TASK PROMPT
Each line must appear in the answer exactly as it does in the data.

MATERIAL PROVIDED

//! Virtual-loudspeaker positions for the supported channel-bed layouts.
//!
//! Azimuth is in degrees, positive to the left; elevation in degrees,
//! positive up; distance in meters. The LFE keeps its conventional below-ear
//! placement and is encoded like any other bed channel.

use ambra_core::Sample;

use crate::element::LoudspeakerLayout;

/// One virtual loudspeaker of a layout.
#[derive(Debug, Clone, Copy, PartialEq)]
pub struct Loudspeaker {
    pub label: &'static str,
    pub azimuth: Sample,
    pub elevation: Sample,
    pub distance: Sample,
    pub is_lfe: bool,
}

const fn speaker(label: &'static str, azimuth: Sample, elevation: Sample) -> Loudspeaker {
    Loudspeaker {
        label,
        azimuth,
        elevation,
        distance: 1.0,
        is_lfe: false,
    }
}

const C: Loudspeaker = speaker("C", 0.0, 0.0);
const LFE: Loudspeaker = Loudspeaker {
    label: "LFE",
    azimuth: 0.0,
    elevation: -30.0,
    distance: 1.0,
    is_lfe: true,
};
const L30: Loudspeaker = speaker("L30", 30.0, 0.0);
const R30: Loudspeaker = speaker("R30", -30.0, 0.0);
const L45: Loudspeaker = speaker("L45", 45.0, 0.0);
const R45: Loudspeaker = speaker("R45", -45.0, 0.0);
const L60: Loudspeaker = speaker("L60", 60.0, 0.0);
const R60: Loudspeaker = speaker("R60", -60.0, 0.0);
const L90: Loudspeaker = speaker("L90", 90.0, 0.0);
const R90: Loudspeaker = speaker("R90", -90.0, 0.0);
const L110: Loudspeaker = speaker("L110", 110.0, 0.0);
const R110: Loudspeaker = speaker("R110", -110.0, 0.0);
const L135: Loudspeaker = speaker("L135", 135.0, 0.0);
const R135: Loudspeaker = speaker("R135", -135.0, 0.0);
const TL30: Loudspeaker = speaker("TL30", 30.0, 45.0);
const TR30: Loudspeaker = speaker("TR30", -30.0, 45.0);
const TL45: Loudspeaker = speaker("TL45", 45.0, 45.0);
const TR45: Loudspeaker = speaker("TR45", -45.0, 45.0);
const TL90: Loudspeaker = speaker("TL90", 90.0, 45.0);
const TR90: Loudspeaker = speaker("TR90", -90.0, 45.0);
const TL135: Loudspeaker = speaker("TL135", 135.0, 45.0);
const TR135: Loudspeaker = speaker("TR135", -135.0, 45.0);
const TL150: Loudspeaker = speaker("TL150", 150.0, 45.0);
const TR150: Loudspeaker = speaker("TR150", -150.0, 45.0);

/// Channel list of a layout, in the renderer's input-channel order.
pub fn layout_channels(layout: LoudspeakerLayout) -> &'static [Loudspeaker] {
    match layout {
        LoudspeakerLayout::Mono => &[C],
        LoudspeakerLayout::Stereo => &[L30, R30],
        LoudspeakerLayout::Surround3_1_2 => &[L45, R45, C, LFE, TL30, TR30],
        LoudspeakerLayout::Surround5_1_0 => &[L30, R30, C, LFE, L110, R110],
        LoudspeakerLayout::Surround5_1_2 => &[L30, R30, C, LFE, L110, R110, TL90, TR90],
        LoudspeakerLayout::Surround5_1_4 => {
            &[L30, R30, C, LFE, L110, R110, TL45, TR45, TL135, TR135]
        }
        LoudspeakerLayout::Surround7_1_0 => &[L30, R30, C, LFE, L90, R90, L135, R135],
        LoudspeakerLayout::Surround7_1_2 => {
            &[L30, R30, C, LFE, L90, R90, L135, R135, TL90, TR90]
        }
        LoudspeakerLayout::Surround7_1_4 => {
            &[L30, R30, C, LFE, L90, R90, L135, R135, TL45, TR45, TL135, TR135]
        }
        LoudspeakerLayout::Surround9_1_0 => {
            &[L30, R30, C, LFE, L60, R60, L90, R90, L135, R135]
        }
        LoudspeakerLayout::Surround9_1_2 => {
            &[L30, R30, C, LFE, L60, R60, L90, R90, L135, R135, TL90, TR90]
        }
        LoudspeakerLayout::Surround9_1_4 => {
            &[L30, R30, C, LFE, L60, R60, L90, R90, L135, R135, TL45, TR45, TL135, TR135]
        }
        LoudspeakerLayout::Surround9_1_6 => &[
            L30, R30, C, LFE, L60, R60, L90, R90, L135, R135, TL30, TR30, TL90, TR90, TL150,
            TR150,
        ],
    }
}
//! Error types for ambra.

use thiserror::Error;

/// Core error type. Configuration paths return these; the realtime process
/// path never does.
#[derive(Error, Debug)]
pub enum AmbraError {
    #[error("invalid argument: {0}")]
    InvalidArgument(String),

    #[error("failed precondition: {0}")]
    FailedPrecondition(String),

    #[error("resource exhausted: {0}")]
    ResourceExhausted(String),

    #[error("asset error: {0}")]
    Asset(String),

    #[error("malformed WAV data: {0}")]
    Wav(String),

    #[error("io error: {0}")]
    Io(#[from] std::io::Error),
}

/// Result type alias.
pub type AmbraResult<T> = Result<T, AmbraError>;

FINISHED EXERCISE
//! Virtual-loudspeaker positions for the supported channel-bed layouts.
//!
//! Azimuth is in degrees, positive to the left; elevation in degrees,
//! positive up; distance in meters. The LFE keeps its conventional below-ear
//! placement and is encoded like any other bed channel.

use ambra_core::Sample;

use crate::element::LoudspeakerLayout;

/// One virtual loudspeaker of a layout.
#[derive(Debug, Clone, Copy, PartialEq)]
pub struct Loudspeaker {
    pub label: &'static str,
    pub azimuth: Sample,
    pub elevation: Sample,
    pub distance: Sample,
    pub is_lfe: bool,
}

const fn speaker(label: &'static str, azimuth: Sample, elevation: Sample) -> Loudspeaker {
    Loudspeaker {
        label,
        azimuth,
        elevation,
        distance: 1.0,
        is_lfe: false,
    }
}

const C: Loudspeaker = speaker("C", 0.0, 0.0);
const LFE: Loudspeaker = Loudspeaker {
    label: "LFE",
    azimuth: 0.0,
    elevation: -30.0,
    distance: 1.0,
    is_lfe: true,
};
const L30: Loudspeaker = speaker("L30", 30.0, 0.0);
const R30: Loudspeaker = speaker("R30", -30.0, 0.0);
const L45: Loudspeaker = speaker("L45", 45.0, 0.0);
const R45: Loudspeaker = speaker("R45", -45.0, 0.0);
const L60: Loudspeaker = speaker("L60", 60.0, 0.0);
const R60: Loudspeaker = speaker("R60", -60.0, 0.0);
const L90: Loudspeaker = speaker("L90", 90.0, 0.0);
const R90: Loudspeaker = speaker("R90", -90.0, 0.0);
const L110: Loudspeaker = speaker("L110", 110.0, 0.0);
const R110: Loudspeaker = speaker("R110", -110.0, 0.0);
const L135: Loudspeaker = speaker("L135", 135.0, 0.0);
const R135: Loudspeaker = speaker("R135", -135.0, 0.0);
const TL30: Loudspeaker = speaker("TL30", 30.0, 45.0);
const TR30: Loudspeaker = speaker("TR30", -30.0, 45.0);
const TL45: Loudspeaker = speaker("TL45", 45.0, 45.0);
const TR45: Loudspeaker = speaker("TR45", -45.0, 45.0);
const TL90: Loudspeaker = speaker("TL90", 90.0, 45.0);
const TR90: Loudspeaker = speaker("TR90", -90.0, 45.0);
const TL135: Loudspeaker = speaker("TL135", 135.0, 45.0);
const TR135: Loudspeaker = speaker("TR135", -135.0, 45.0);
const TL150: Loudspeaker = speaker("TL150", 150.0, 45.0);
const TR150: Loudspeaker = speaker("TR150", -150.0, 45.0);

/// Channel list of a layout, in the renderer's input-channel order.
pub fn layout_channels(layout: LoudspeakerLayout) -> &'static [Loudspeaker] {
    match layout {
        LoudspeakerLayout::Mono => &[C],
        LoudspeakerLayout::Stereo => &[L30, R30],
        LoudspeakerLayout::Surround3_1_2 => &[L45, R45, C, LFE, TL30, TR30],
        LoudspeakerLayout::Surround5_1_0 => &[L30, R30, C, LFE, L110, R110],
        LoudspeakerLayout::Surround5_1_2 => &[L30, R30, C, LFE, L110, R110, TL90, TR90],
        LoudspeakerLayout::Surround5_1_4 => {
            &[L30, R30, C, LFE, L110, R110, TL45, TR45, TL135, TR135]
        }
        LoudspeakerLayout::Surround7_1_0 => &[L30, R30, C, LFE, L90, R90, L135, R135],
        LoudspeakerLayout::Surround7_1_2 => {
            &[L30, R30, C, LFE, L90, R90, L135, R135, TL90, TR90]
        }
        LoudspeakerLayout::Surround7_1_4 => {
            &[L30, R30, C, LFE, L90, R90, L135, R135, TL45, TR45, TL135, TR135]
        }
        LoudspeakerLayout::Surround9_1_0 => {
            &[L30, R30, C, LFE, L60, R60, L90, R90, L135, R135]
        }
        LoudspeakerLayout::Surround9_1_2 => {
            &[L30, R30, C, LFE, L60, R60, L90, R90, L135, R135, TL90, TR90]
        }
        LoudspeakerLayout::Surround9_1_4 => {
            &[L30, R30, C, LFE, L60, R60, L90, R90, L135, R135, TL45, TR45, TL135, TR135]
        }
        LoudspeakerLayout::Surround9_1_6 => &[
            L30, R30, C, LFE, L60, R60, L90, R90, L135, R135, TL30, TR30, TL90, TR90, TL150,
            TR150,
        ],
    }
}
//! Error types for ambra.

use thiserror::Error;

/// Core error type. Configuration paths return these; the realtime process
/// path never does.
#[derive(Error, Debug)]
pub enum AmbraError {
    #[error("invalid argument: {0}")]
    InvalidArgument(String),

    #[error("failed precondition: {0}")]
    FailedPrecondition(String),

    #[error("resource exhausted: {0}")]
    ResourceExhausted(String),

    #[error("asset error: {0}")]
    Asset(String),

    #[error("malformed WAV data: {0}")]
    Wav(String),

    #[error("io error: {0}")]
    Io(#[from] std::io::Error),
}

/// Result type alias.
pub type AmbraResult<T> = Result<T, AmbraError>;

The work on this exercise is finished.